Hearing set on East Side rail station

STAMFORD — Corporations, developers in the South End, along with East Side businesses and residents, all want to clear hurdles and make a long-sought East Main Street train station a reality, said James Grunberger, chairman of the nonprofit East Side Partnership.

New commuters at NBC Sports at Chelsea Piers, as well as long-standing residents and business owners, want to access Metro-North Railroad‘s New Haven Line without going to Stamford’s downtown station, he said.

“What we need is train relief in the city, and it is clear the main station is overwhelmed,” Grunberger said. “We want a train station and not a bus station or depot.”

Residents will get the chance next week to hear about possible options for the East Main Street rail station, expanded bus service, and other information from a study on improving transit links to the East Side.

A South Western Regional Planning Agency public presentation on the city’s ongoing $180,000 East Main Street Transit Station Study will be held at 7 p.m., Wednesday in the fifth-floor auditorium of the Stamford Government Center, 888 Washington Blvd.

Craig Lader, SWRPA’s senior transportation planner, said the study begun in 2012 is evaluating the feasibility of three general areas for train station that could be linked to the New Haven Line or the New Canaan branch between Stamford and Glenbrook.

A concept for a rail station on Culloden Road, in a residential neighborhood, might have less area economic influence but could accommodate a station on either the main or branch line without reconfiguring tracks, he said.

A branch line station on East Main Street at the railroad trestle would put a rail connection in the center of the neighborhood and, presumably, result in a larger economic benefit, while a New Haven Line station there would face resistance from the Federal Railroad Administration because it would require a disruptive track realignment, Lader said.

Choosing that location would also almost certainly include the extra expense and process of acquiring residential and commercial properties, he said.

“In theory, it would be more of a catalyst, but we’re very sensitive to residents whose homes would be threatened by this,” Lader said. “We don’t believe the community supports residential takings.”

A third location, south of East Main Street under the Interstate 95 overpass, would not require any property acquisition or realigning tracks, but would require relocating overpass support pillars and crash walls to accommodate a main line station, he said.

“Following the meeting, we’ll be taking into account the input we hear and determine how we want to move forward in terms of creating more detailed plans for our station and for the neighboring community,” Lader said. “There will be more planning on considering economic opportunities and transit oriented development in the context of the options that we’ll move forward analyzing.”

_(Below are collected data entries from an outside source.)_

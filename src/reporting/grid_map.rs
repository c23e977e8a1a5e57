use crate::core::error::{GridError, Result};
use crate::core::types::GridLabel;
use crate::data::{CityData, CityGrid, GridEdge};
use crate::reporting::dashboard::{DashboardError, escape_html, script_json};
use crate::reporting::logging;
use rustc_hash::{FxHashMap, FxHashSet};
use serde::Serialize;
use std::fmt::Write as _;
use std::fs;
use std::path::Path;

/// Layout of the grid drawing, in pixels
mod layout {
    pub const CELL_SIZE: f64 = 80.0;
    pub const NODE_RADIUS: f64 = 10.0;
    pub const MARGIN: f64 = 60.0;
    /// Extra canvas space beyond `cells * CELL_SIZE`
    pub const PADDING: f64 = 100.0;
    pub const LAMP_RADIUS: f64 = 2.0;
    pub const MAJOR_COLOR: &str = "black";
    pub const MINOR_COLOR: &str = "orange";
}

/// One outgoing road as shown in the node details
#[derive(Debug, Clone, PartialEq, Serialize)]
pub struct RoadDetail {
    pub target: String,
    pub road_type: String,
    pub distance: f64,
    pub capacity: f64,
    pub streetlights: u64,
}

impl RoadDetail {
    pub fn describe(&self) -> String {
        format!(
            "→ {}: {} road, {} km, Capacity: {}, Streetlights: {}",
            self.target, self.road_type, self.distance, self.capacity, self.streetlights
        )
    }
}

/// Attributes of an intersection and its outgoing roads
#[derive(Debug, Clone, PartialEq, Serialize)]
pub struct NodeDetails {
    pub id: String,
    pub zone: String,
    pub traffic_light: bool,
    pub traffic_light_delay: Option<f64>,
    pub roads: Vec<RoadDetail>,
}

/// Streetlights of an edge: its own count, else the city statistics, else zero
fn edge_streetlights(edge: &GridEdge, city: Option<&CityData>) -> u64 {
    edge.streetlights
        .or_else(|| city.map(|city| city.lamps_on(&edge.source, &edge.target)))
        .unwrap_or(0)
}

impl NodeDetails {
    pub fn collect(grid: &CityGrid, city: Option<&CityData>, id: &str) -> Result<Self> {
        let node = grid
            .node(id)
            .ok_or_else(|| GridError::InvalidData(format!("Unknown grid node '{id}'")))?;

        let roads = grid
            .successors(id)
            .map(|edge| RoadDetail {
                target: edge.target.clone(),
                road_type: edge.road_type.clone(),
                distance: edge.distance,
                capacity: edge.capacity,
                streetlights: edge_streetlights(edge, city),
            })
            .collect();

        Ok(Self {
            id: node.id.clone(),
            zone: node.zone.clone(),
            traffic_light: node.traffic_light,
            traffic_light_delay: node.traffic_light_delay,
            roads,
        })
    }

    /// Header lines (zone and traffic light), without the node title
    pub fn attribute_lines(&self) -> Vec<String> {
        let mut lines = vec![
            format!("Zone: {}", self.zone),
            format!(
                "Traffic Light: {}",
                if self.traffic_light { "Yes" } else { "No" }
            ),
        ];
        if self.traffic_light
            && let Some(delay) = self.traffic_light_delay
        {
            lines.push(format!("Traffic Light Delay: {delay}s"));
        }
        lines
    }
}

/// Pixel position of a label's cell
fn position(label: &GridLabel) -> (f64, f64) {
    (
        label.column_index() as f64 * layout::CELL_SIZE + layout::MARGIN,
        label.row_index() as f64 * layout::CELL_SIZE + layout::MARGIN,
    )
}

/// Clickable SVG map of the grid with per-node detail panels
pub struct GridMap {
    positions: FxHashMap<String, (f64, f64)>,
    /// Node ids in file order, restricted to placed nodes
    order: Vec<String>,
    width: f64,
    height: f64,
}

impl GridMap {
    /// Place every node whose id is a grid label; others are skipped
    pub fn layout(grid: &CityGrid) -> Self {
        let mut positions = FxHashMap::default();
        let mut order = Vec::new();

        for node in &grid.nodes {
            match GridLabel::parse(&node.id) {
                Some(label) => {
                    positions.insert(node.id.clone(), position(&label));
                    order.push(node.id.clone());
                }
                None => logging::log_warning(&format!(
                    "Skipping node '{}': id is not a grid label",
                    node.id
                )),
            }
        }

        let (rows, cols) = grid.dimensions();
        Self {
            positions,
            order,
            width: cols as f64 * layout::CELL_SIZE + layout::PADDING,
            height: rows as f64 * layout::CELL_SIZE + layout::PADDING,
        }
    }

    pub fn size(&self) -> (f64, f64) {
        (self.width, self.height)
    }

    pub fn position_of(&self, id: &str) -> Option<(f64, f64)> {
        self.positions.get(id).copied()
    }

    /// Edges to draw, one per connected pair, in node order
    fn drawn_edges<'a>(&self, grid: &'a CityGrid) -> Vec<&'a GridEdge> {
        let mut visited: FxHashSet<&str> = FxHashSet::default();
        let mut edges = Vec::new();

        for id in &self.order {
            visited.insert(id.as_str());
            for edge in grid.successors(id) {
                if visited.contains(edge.target.as_str())
                    || !self.positions.contains_key(&edge.target)
                {
                    continue;
                }
                edges.push(edge);
            }
        }
        edges
    }

    /// Render the `<svg>` element
    pub fn render_svg(&self, grid: &CityGrid, city: Option<&CityData>) -> String {
        let mut svg = String::new();
        let _ = write!(
            svg,
            r#"<svg xmlns="http://www.w3.org/2000/svg" width="{w}" height="{h}" viewBox="0 0 {w} {h}">"#,
            w = self.width,
            h = self.height
        );
        for color in [layout::MAJOR_COLOR, layout::MINOR_COLOR] {
            let _ = write!(
                svg,
                r#"<defs><marker id="arrow-{color}" markerWidth="10" markerHeight="7" refX="10" refY="3.5" orient="auto"><polygon points="0 0, 10 3.5, 0 7" fill="{color}"/></marker></defs>"#
            );
        }

        for edge in self.drawn_edges(grid) {
            let (Some((x1, y1)), Some((x2, y2))) =
                (self.position_of(&edge.source), self.position_of(&edge.target))
            else {
                continue;
            };
            let color = if edge.is_major() {
                layout::MAJOR_COLOR
            } else {
                layout::MINOR_COLOR
            };
            let _ = write!(
                svg,
                r#"<line class="road" x1="{x1}" y1="{y1}" x2="{x2}" y2="{y2}" stroke="{color}" stroke-width="2" marker-end="url(#arrow-{color})"/>"#
            );

            let count = edge_streetlights(edge, city);
            for i in 1..=count {
                let t = i as f64 / (count + 1) as f64;
                let _ = write!(
                    svg,
                    r#"<circle class="lamp" cx="{:.1}" cy="{:.1}" r="{}" fill="yellow"/>"#,
                    x1 + t * (x2 - x1),
                    y1 + t * (y2 - y1),
                    layout::LAMP_RADIUS
                );
            }
        }

        for id in &self.order {
            let Some((x, y)) = self.position_of(id) else {
                continue;
            };
            let id = escape_html(id);
            let _ = write!(
                svg,
                r#"<g class="node" data-node="{id}"><circle cx="{x}" cy="{y}" r="{r}" fill="lightblue" stroke="black"/><text x="{x}" y="{ty}" text-anchor="middle" font-size="8">{id}</text></g>"#,
                r = layout::NODE_RADIUS,
                ty = y - 15.0
            );
        }

        svg.push_str("</svg>");
        svg
    }

    /// Details of every placed node, keyed by id
    fn details(&self, grid: &CityGrid, city: Option<&CityData>) -> FxHashMap<String, NodeDetails> {
        self.order
            .iter()
            .filter_map(|id| {
                NodeDetails::collect(grid, city, id)
                    .ok()
                    .map(|details| (id.clone(), details))
            })
            .collect()
    }

    /// Render the complete HTML page
    pub fn generate_html_content(
        grid: &CityGrid,
        city: Option<&CityData>,
    ) -> std::result::Result<String, DashboardError> {
        let map = Self::layout(grid);
        let svg = map.render_svg(grid, city);
        let details: std::collections::BTreeMap<_, _> = map.details(grid, city).into_iter().collect();

        Ok(format!(
            r#"<!DOCTYPE html>
<html lang="en">
<head>
    <meta charset="UTF-8">
    <title>🟢 City Grid Viewer - streetgrid</title>
    <style>{}</style>
</head>
<body>
    <h1>🟢 City Grid Viewer</h1>
    <div class="layout">
        <div class="map">{}</div>
        <div id="details" class="details">Click an intersection to see its details.</div>
    </div>
    <script>
        window.nodeDetails = {};
        {}
    </script>
</body>
</html>"#,
            Self::generate_css(),
            svg,
            script_json(&details)?,
            Self::generate_javascript()
        ))
    }

    /// Render the grid map and write it to `output_path`
    pub fn write_html<P: AsRef<Path>>(
        grid: &CityGrid,
        city: Option<&CityData>,
        output_path: P,
    ) -> std::result::Result<(), DashboardError> {
        let html = Self::generate_html_content(grid, city)?;
        fs::write(output_path, html)?;
        Ok(())
    }

    fn generate_css() -> &'static str {
        r#"
        body { font-family: Arial, sans-serif; background: #ffffff; margin: 1.5rem; }
        .layout { display: flex; gap: 1.5rem; align-items: flex-start; }
        .map svg { border: 1px solid #e2e8f0; background: white; }
        .node { cursor: pointer; }
        .node:hover circle { fill: #7dd3fc; }
        .details {
            min-width: 320px;
            white-space: pre-line;
            padding: 1rem;
            border: 1px solid #e2e8f0;
            border-radius: 8px;
            background: #f8fafc;
        }
        "#
    }

    fn generate_javascript() -> &'static str {
        r#"
        function showNode(id) {
            const node = window.nodeDetails[id];
            if (!node) { return; }
            const lines = ['📍 Node: ' + node.id, 'Zone: ' + node.zone,
                'Traffic Light: ' + (node.traffic_light ? 'Yes' : 'No')];
            if (node.traffic_light && node.traffic_light_delay !== null) {
                lines.push('Traffic Light Delay: ' + node.traffic_light_delay + 's');
            }
            lines.push('', '🚗 Connected Roads:');
            node.roads.forEach(r => lines.push('→ ' + r.target + ': ' + r.road_type + ' road, ' +
                r.distance + ' km, Capacity: ' + r.capacity + ', Streetlights: ' + r.streetlights));
            document.getElementById('details').textContent = lines.join('\n');
        }

        document.querySelectorAll('.node').forEach(el => {
            el.addEventListener('click', () => showNode(el.dataset.node));
        });
        "#
    }
}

The study will also consider how to add bus service to improve area mobility while building a train station.

“We want to take an incremental approach to show how we can address transit needs in the short-term while building towards a rail station,” Lader said. “Buses could be part of that interim solution.”

Steven Wise, a partner in development of the 300,000 square-foot Chelsea Piers, said the rail station would make the East Side more appealing for residential development and also benefit existing businesses.

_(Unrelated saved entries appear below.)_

//! Views and logging
//!
//! This module handles the HTML traffic/voltage dashboard, the grid map,
//! and structured logging for the application.

pub mod dashboard;
pub mod grid_map;
pub mod logging;

// Re-export commonly used items
pub use dashboard::{DashboardData, DashboardError, HtmlDashboard};
pub use grid_map::{GridMap, NodeDetails};
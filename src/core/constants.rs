/// Application-wide constants to avoid magic values throughout the codebase.
///
/// This module centralizes the domain defaults (lamp power, the nightly
/// window, file names) and the literal strings used by the output layers.
/// Output format constants
pub mod output_formats {
    /// Text output format - colorful, emoji-enhanced output
    pub const TEXT: &str = "text";
    /// JSON output format - structured output for automation
    pub const JSON: &str = "json";
    /// Minimal output format - plain key=value lines without colors or emojis
    pub const MINIMAL: &str = "minimal";

    /// Default output format
    pub const DEFAULT: &str = TEXT;

    /// All valid output formats
    pub const ALL: [&str; 3] = [TEXT, JSON, MINIMAL];
}

/// Energy model defaults
pub mod energy {
    /// Power drawn by one streetlight at 100% voltage, in kW.
    ///
    /// Older notes describe the lamps as 150 W; the value used by every
    /// computation has always been 0.1 kW and is kept as the contract.
    pub const STREETLIGHT_POWER_KW: f64 = 0.1;

    /// Nightly lamp-operation window, evening hours first (7 PM to 6 AM inclusive)
    pub const ACTIVE_HOURS: [u8; 12] = [19, 20, 21, 22, 23, 0, 1, 2, 3, 4, 5, 6];

    /// Number of hours in a day
    pub const HOURS_PER_DAY: usize = 24;

    /// Voltage percentage that corresponds to nominal voltage
    pub const NOMINAL_VOLTAGE_PERCENT: f64 = 100.0;

    /// Square kilometres to square metres
    pub const KM2_TO_M2: f64 = 1e6;
}

/// Default input file names, resolved against the data directory
pub mod files {
    /// City topology and streetlight inventory
    pub const CITY_ANALYSIS: &str = "city_analysis.json";
    /// Per-edge, per-hour voltage dimming schedule
    pub const VOLTAGE_SCHEDULE: &str = "smoothed_voltage_schedule.json";
    /// Hourly vehicle and pedestrian counts per road
    pub const TRAFFIC_DATA: &str = "traffic_data.json";
    /// Grid nodes (id, zone, traffic lights) and edges
    pub const CITY_GRID: &str = "city_grid.json";
    /// Configuration file looked up in the working directory and its parents
    pub const CONFIG: &str = ".streetgrid.toml";
    /// How many parent directories are searched for the configuration file
    pub const CONFIG_SEARCH_DEPTH: usize = 3;
}

/// Zones known to the dashboard
pub mod zones {
    pub const RESIDENTIAL: &str = "residential";
    pub const COMMERCIAL: &str = "commercial";
    pub const INDUSTRIAL: &str = "industrial";
    pub const PARK: &str = "park";

    /// Default zone list, in display order
    pub const ALL: [&str; 4] = [RESIDENTIAL, COMMERCIAL, INDUSTRIAL, PARK];
}

/// Road types as written by the grid generator
pub mod road_types {
    /// Major roads are drawn in black, every other type in orange
    pub const MAJOR: &str = "major";
}

/// Display and formatting constants
pub mod display {
    /// Emoji for warning status
    pub const WARNING_EMOJI: &str = "⚠️";
    /// Emoji for error status
    pub const ERROR_EMOJI: &str = "❌";
    /// Emoji for the area estimate line
    pub const CITY_EMOJI: &str = "🏙️";
    /// Emoji for the baseline energy line
    pub const BATTERY_EMOJI: &str = "🔋";
    /// Emoji for the optimized energy line
    pub const NIGHT_EMOJI: &str = "🌙";
    /// Emoji for the savings line
    pub const SAVINGS_EMOJI: &str = "💾";
    /// Emoji for grid node details
    pub const NODE_EMOJI: &str = "📍";
    /// Emoji for connected roads
    pub const ROADS_EMOJI: &str = "🚗";
    /// Emoji for the traffic dashboard
    pub const TRAFFIC_EMOJI: &str = "🚦";
}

Wise, who also developed Glenview House, a 146-unit luxury apartment development at Glenbrook Road and East Main Street, said real estate firms would also be more likely to create similar projects with a new station’s improved transit access.

“We’re one of several stakeholders in that area that saw the opportunity to really make great improvements in that area and it continues to get better and better,” Wise said. “Any kind of transportation initiative can only help that.”

Jonathan Hoch, chief community officer for the nonprofit Domus organization, said area families see a train station as an important economic spur and critical amenity for an up-and-coming area.

“On the East Side, if you are travelling to the train, you often need to take the bus which is an additional cost,” Hoch said. “To have pedestrian access to the station, I think, is very important to many in the community.”